L'erreur d'Éric Zemmour

(Cet article est initialement paru sur mon blog de Médiapart le 30 mars 2010.)

Éric Zemmour vient encore de faire parler de lui. Qu'il s'agisse du choix du prénom ou de l'école républicaine, ce type est un débat sur l'identité nationale à lui tout seul. Sa thèse principale est que l'intégration des immigrés échoue parce que la France a abandonné l'assimilation à la française qui avait si bien marché pour les vagues d'immigration précédentes. Il a déclaré, au cours d'une confrontation télévisée, que cette assimilation avait très bien fonctionné pendant 70 ans et il considère que l'échec actuel est le résultat du laxisme relativiste bobo post-soixante-huitard depuis 40 ans.

Certains, qui entrent dans son jeu du modèle identitariste chrétien (et gaulliste), considèrent que la cause en est l'immigration actuelle, non européenne, non chrétienne, (oubliant au passage que le christianisme est une religion universelle). Certes, on ne peut pas nier que les différences culturelles posent des problèmes spécifiques. Mais ce n'est pas la question.

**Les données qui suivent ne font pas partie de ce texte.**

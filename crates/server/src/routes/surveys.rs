use axum::{
    extract::{rejection::{JsonRejection, QueryRejection}, Query, State},
    response::{IntoResponse, Response},
    Json,
};
use serde::Deserialize;
use tracing::info;

use common::types::ApiResponse;
use service::survey::mapper::{self, DeleteRequest, SurveyRequest, SurveyResponse};

use crate::{errors::ApiError, state::ServerState};

#[derive(Debug, Deserialize, utoipa::IntoParams)]
#[into_params(parameter_in = Query)]
pub struct SurveyQuery {
    /// Owner email; every lookup is scoped by it
    pub surveyor_email: Option<String>,
    /// When present, return this single survey instead of the owner's list
    pub id: Option<String>,
}

#[utoipa::path(
    get, path = "/surveys", tag = "surveys",
    params(SurveyQuery),
    responses(
        (status = 200, description = "Owner's surveys, or the single survey when `id` is given", body = crate::openapi::SurveyListEnvelopeDoc),
        (status = 400, description = "Validation Error", body = crate::openapi::FailureEnvelopeDoc),
        (status = 404, description = "Not Found", body = crate::openapi::FailureEnvelopeDoc)
    )
)]
pub async fn get(
    State(state): State<ServerState>,
    query: Result<Query<SurveyQuery>, QueryRejection>,
) -> Result<Response, ApiError> {
    let Query(q) = query?;
    let email = mapper::require("surveyor_email", q.surveyor_email)?;

    match q.id.as_deref().filter(|raw| !raw.trim().is_empty()) {
        Some(raw) => {
            let id = mapper::parse_id(raw)?;
            let survey = state.surveys.get_one(id, &email).await?;
            Ok(Json(ApiResponse::ok(SurveyResponse::from(survey))).into_response())
        }
        None => {
            let list = state.surveys.list_by_owner(&email).await?;
            info!(count = list.len(), "list surveys");
            let data: Vec<SurveyResponse> = list.into_iter().map(SurveyResponse::from).collect();
            Ok(Json(ApiResponse::ok(data)).into_response())
        }
    }
}

#[utoipa::path(
    post, path = "/surveys", tag = "surveys",
    request_body = crate::openapi::SurveyRequestDoc,
    responses(
        (status = 200, description = "Created; data carries the assigned id", body = crate::openapi::SurveyEnvelopeDoc),
        (status = 400, description = "Validation Error", body = crate::openapi::FailureEnvelopeDoc),
        (status = 500, description = "Storage Error", body = crate::openapi::FailureEnvelopeDoc)
    )
)]
pub async fn create(
    State(state): State<ServerState>,
    payload: Result<Json<SurveyRequest>, JsonRejection>,
) -> Result<Json<ApiResponse<SurveyResponse>>, ApiError> {
    let Json(req) = payload?;
    let input = req.into_new_survey()?;
    let created = state.surveys.create(input).await?;
    Ok(Json(ApiResponse::ok(created.into())))
}

#[utoipa::path(
    put, path = "/surveys", tag = "surveys",
    request_body = crate::openapi::SurveyRequestDoc,
    responses(
        (status = 200, description = "Updated", body = crate::openapi::DoneEnvelopeDoc),
        (status = 400, description = "Validation Error", body = crate::openapi::FailureEnvelopeDoc),
        (status = 404, description = "Not Found", body = crate::openapi::FailureEnvelopeDoc)
    )
)]
pub async fn update(
    State(state): State<ServerState>,
    payload: Result<Json<SurveyRequest>, JsonRejection>,
) -> Result<Json<ApiResponse<()>>, ApiError> {
    let Json(req) = payload?;
    let input = req.into_replacement()?;
    state.surveys.update(input).await?;
    Ok(Json(ApiResponse::done("survey updated")))
}

#[utoipa::path(
    delete, path = "/surveys", tag = "surveys",
    request_body = crate::openapi::DeleteRequestDoc,
    responses(
        (status = 200, description = "Deleted", body = crate::openapi::DoneEnvelopeDoc),
        (status = 400, description = "Validation Error", body = crate::openapi::FailureEnvelopeDoc),
        (status = 404, description = "Not Found", body = crate::openapi::FailureEnvelopeDoc)
    )
)]
pub async fn delete(
    State(state): State<ServerState>,
    payload: Result<Json<DeleteRequest>, JsonRejection>,
) -> Result<Json<ApiResponse<()>>, ApiError> {
    let Json(req) = payload?;
    let key = req.into_key()?;
    state.surveys.delete(key).await?;
    Ok(Json(ApiResponse::done("survey deleted")))
}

L'erreur de Zemmour réside au contraire dans son affirmation elle-même. Il est faux de dire que l'assimilation à la française a marché pendant 70 ans, comme il est faux de dire que l'intégration a échoué pendant 40 ans. C'est même presque le contraire. Les plus informés en l'histoire disent à juste titre que les immigrés italiens, espagnols ou polonais, quoique catholiques, ont eu à subir un rejet pendant des décennies. Au mieux, c'est la troisième génération qui est intégrée – y compris, d'ailleurs, grâce à l'effet intégrateur du contraste avec l'immigration extra-européenne récente (le dernier arrivé fermant la porte derrière lui). Car il est faux de dire que les immigrés européens étaient intégrés. Eux aussi « restaient entre eux ». Eux non plus n'avaient pas perdu leur accent (on pense à Jane Birkin). Comme je le disais ailleurs : « Je me souviens d'un ami montpelliérain qui se moquait gentiment de certains vieux immigrés espagnols, en disant : 'Escoussez moi dé pas bienn parler lé francèss por qué ya qué trente ans qué yé souis enn Francia' » (« Feu la république, vol. 3 : L'Affaire Finkielkraut »).

Mais il y a plus grave ! Au point qu'on se demande parfois où l'on a la tête. 70+40 = 110. 2010-110 = 1900. A-t-on déjà oublié que cette période concerne précisément celle de l'antisémitisme, où un capitaine Dreyfus, pourtant prénommé Alfred, bien intégré (à l'état-major de l'armée) a dû subir ce que l'on sait ? A-t-on oublié que cet antisémitisme contestant l'intégration d'une communauté « non européenne », quoique judéo-chrétienne comme on dit aujourd'hui (je me marre !), est arrivé au pouvoir en 1939 et a imposé le port de l'étoile jaune pour qu'on les reconnaisse bien, parce qu'ils étaient TROP intégrés ? Au point qu'on leur a interdit certains métiers où ils réussissaient trop, avant de les envoyer là où on sait, en commençant naturellement par les « juifs étrangers ». Le point que je veux souligner ici est exclusivement que l'assimilation a peut-être fonctionné pendant soixante-dix ans, mais qu'une certaine France ne l'a pas intégré. C'est aussi le cas aujourd'hui.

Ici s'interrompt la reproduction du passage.